The appeal of one inbox
Anyone managing more than two or three domain email addresses eventually wants them in one place. The alternative — logging into multiple accounts, monitoring multiple inboxes, keeping context across multiple sessions — adds friction that compounds every day.
The goal is straightforward: one place to read, search, and reply, regardless of which address a customer actually wrote to.
Getting there is less straightforward. Most approaches work for a while, then develop specific failure modes as the address count grows or the reply requirements get stricter.
Approach 1: forwarding everything to one inbox
The simplest approach is to forward all your domain addresses to a single inbox — usually a personal Gmail or a main company address. Support@, billing@, hello@, and any other addresses all forward to the same destination.
Receiving works well. All messages arrive in one place, they are searchable together, and you get notified in one app. For reading and triaging, this is genuinely good.
The reply problem is immediate and consistent. When you hit reply, your email client sends from the inbox that received the forwarded message — not from the address the customer originally wrote to. Your support@ customers get replies from yourname@gmail.com unless you intervene manually on every message.
- Easy to set up with any forwarding service or mail server
- Receiving and searching work well in one place
- Replying from the correct address requires manual sender selection every time
- Easy to mis-send; no automatic context for which sender was intended
Approach 2: adding multiple accounts to one mail client
Gmail and most mail clients support adding multiple accounts so you can switch between them without logging out. Apple Mail, Outlook, and Thunderbird all support this model. You can read from multiple accounts in one interface, with inboxes listed side by side.
This is not the same as one inbox. Each account still has its own inbox, sent folder, and search scope. You are managing multiple accounts from one application, not consolidating them into a single stream.
Replies default to the account the message is in. For accounts with properly routed domain mail, the sender is usually correct. But you are still triaging across multiple inboxes, and moving between them adds context switching back in a different form.
Approach 3: Gmail aliases and Send As
Gmail's Send As feature lets you add custom domain addresses as additional senders in a single Gmail account. Combine this with forwarding rules, and you can receive mail from multiple addresses in one inbox and select the correct sender when replying.
This is closer to true consolidation. Everything lands in one inbox and you have the option to reply from the right address. The limitation is that the selection is still manual — Gmail does not automatically match the reply sender to the address the customer originally wrote to.
As the address count grows, Send As also requires a separate SMTP configuration for each address. Three addresses means three SMTP credentials, three verification flows, and three more entries in Gmail settings. The maintenance overhead grows with every new address.
- All addresses visible in one Gmail inbox
- Sender address selected manually from a dropdown on each reply
- Each address requires its own SMTP setup and verification
- Works acceptably up to two or three addresses; becomes fragile beyond that
What one inbox actually requires
True consolidation has three requirements, not one. You need to receive all addresses in one place, reply from the correct address automatically, and keep the sent archive searchable by the customer's real email.

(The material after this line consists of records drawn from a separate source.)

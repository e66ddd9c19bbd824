use super::*;
use std::error::Error;

#[test]
fn test_invalid_instant_error_message() {
    let err = HumaneError::InvalidInstant {
        input: "the day after never".to_string(),
        reason: "no known date layout matched".to_string(),
    };

    assert!(matches!(err, HumaneError::InvalidInstant { .. }));
    assert!(err.to_string().contains("the day after never"));
    assert!(err.to_string().contains("no known date layout matched"));
}

#[test]
fn test_invalid_instant_has_no_source() {
    let err = HumaneError::invalid_instant("2020-13-45", "month out of range");
    assert!(err.source().is_none());
}

#[test]
fn test_config_error_message() {
    let err = HumaneError::Config {
        message: "invalid month format".to_string(),
        path: Some("/path/to/config.yaml".to_string()),
        source: None,
    };

    assert!(matches!(err, HumaneError::Config { .. }));
    assert!(err.to_string().contains("invalid month format"));
}

#[test]
fn test_config_error_with_source() {
    let source_error = std::io::Error::new(std::io::ErrorKind::NotFound, "file not found");

    let err = HumaneError::Config {
        message: "failed to read config".to_string(),
        path: Some("/path/to/config.yaml".to_string()),
        source: Some(Box::new(source_error)),
    };

    assert!(err.source().is_some());
    assert!(err.source().unwrap().to_string().contains("file not found"));
}

#[test]
fn test_error_debug_format() {
    let err = HumaneError::invalid_instant("x", "y");
    let debug_str = format!("{:?}", err);
    assert!(debug_str.contains("InvalidInstant"));
}

// Tests for helper constructors

#[test]
fn test_invalid_instant_helper_constructor() {
    let err = HumaneError::invalid_instant("yesterday-ish", "no known date layout matched");
    assert!(matches!(err, HumaneError::InvalidInstant { .. }));
    assert!(err.to_string().contains("yesterday-ish"));
}

#[test]
fn test_config_helper_constructor() {
    let err = HumaneError::config("invalid config file", Some("/path/to/config.yaml"));
    assert!(matches!(err, HumaneError::Config { .. }));
    assert!(err.to_string().contains("invalid config file"));
}

#[test]
fn test_config_with_source_helper_constructor() {
    let io_err = std::io::Error::new(std::io::ErrorKind::NotFound, "file not found");
    let err = HumaneError::config_with_source(
        "failed to read config",
        Some("/path/to/config.yaml"),
        io_err,
    );
    assert!(matches!(err, HumaneError::Config { .. }));
    assert!(err.source().is_some());
}

#[test]
fn test_from_config_error_has_no_path() {
    let err = HumaneError::from(config::ConfigError::Message("bad value".to_string()));
    match &err {
        HumaneError::Config { path, message, .. } => {
            assert!(path.is_none());
            assert_eq!(message, "Failed to build configuration");
        }
        other => panic!("expected config error, got {:?}", other),
    }
    assert!(err.source().unwrap().to_string().contains("bad value"));
}

#[test]
fn test_config_helper_accepts_mixed_string_types() {
    let err = HumaneError::config("missing file", Some(String::from("/tmp/humane.yaml")));
    match err {
        HumaneError::Config { path, source, .. } => {
            assert_eq!(path.as_deref(), Some("/tmp/humane.yaml"));
            assert!(source.is_none());
        }
        other => panic!("expected config error, got {:?}", other),
    }
}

Forwarding solves the first. Some combination of Send As and memory solves the second imperfectly. The third is where most setups quietly fail — when you search Gmail for a customer's real email address, you find the messages they sent you but not your replies, because the reply was addressed to an encoded alias or went through a proxy that changed the recipient field.
A setup that handles all three cleanly requires something to preserve the routing context — specifically, which address the customer originally wrote to — and carry that context into the outbound reply path.
When a routing layer handles it cleanly
A routing layer sits between your domain addresses and your inbox. Inbound mail from any of your addresses arrives in one Gmail inbox, with the original recipient address preserved as routing context. When you reply, the routing layer reads that context and sends the message back from the correct domain address — without you selecting anything.
The result is: one inbox, automatic sender matching, and a sent folder where replies are addressed to the customer's real email. Searching for a client's email address in Gmail returns both their messages and your replies, in the same thread.
OhRelay works this way. One SMTP credential configured in Gmail covers all your domain addresses. Each reply automatically goes out from the address that received the original message.
- One inbox for all domain addresses
- Sender matched automatically on every reply — no dropdown, no memory required
- Sent copies addressed to the customer's real email, not a proxy address
- Adding a new domain address does not require another SMTP setup
What to watch for as address count grows
Manual approaches — forwarding plus Send As — tend to work until they suddenly do not. The failure is usually a wrong-sender reply that reaches a client, or a search that returns incomplete history, or a new address that requires half an hour of setup to add.
The address count at which manual approaches feel unsustainable varies. For some operators it is three or four addresses. For others, especially those managing multiple domains or client brands, the threshold arrives sooner.
The practical question is not whether a manual setup can technically work — it usually can. The question is whether the daily overhead of managing it fits the size of the team and the volume of customer contact. At some point the setup cost of each new address, and the reply risk of the manual sender selection, outweigh the benefit of avoiding a more systematic solution.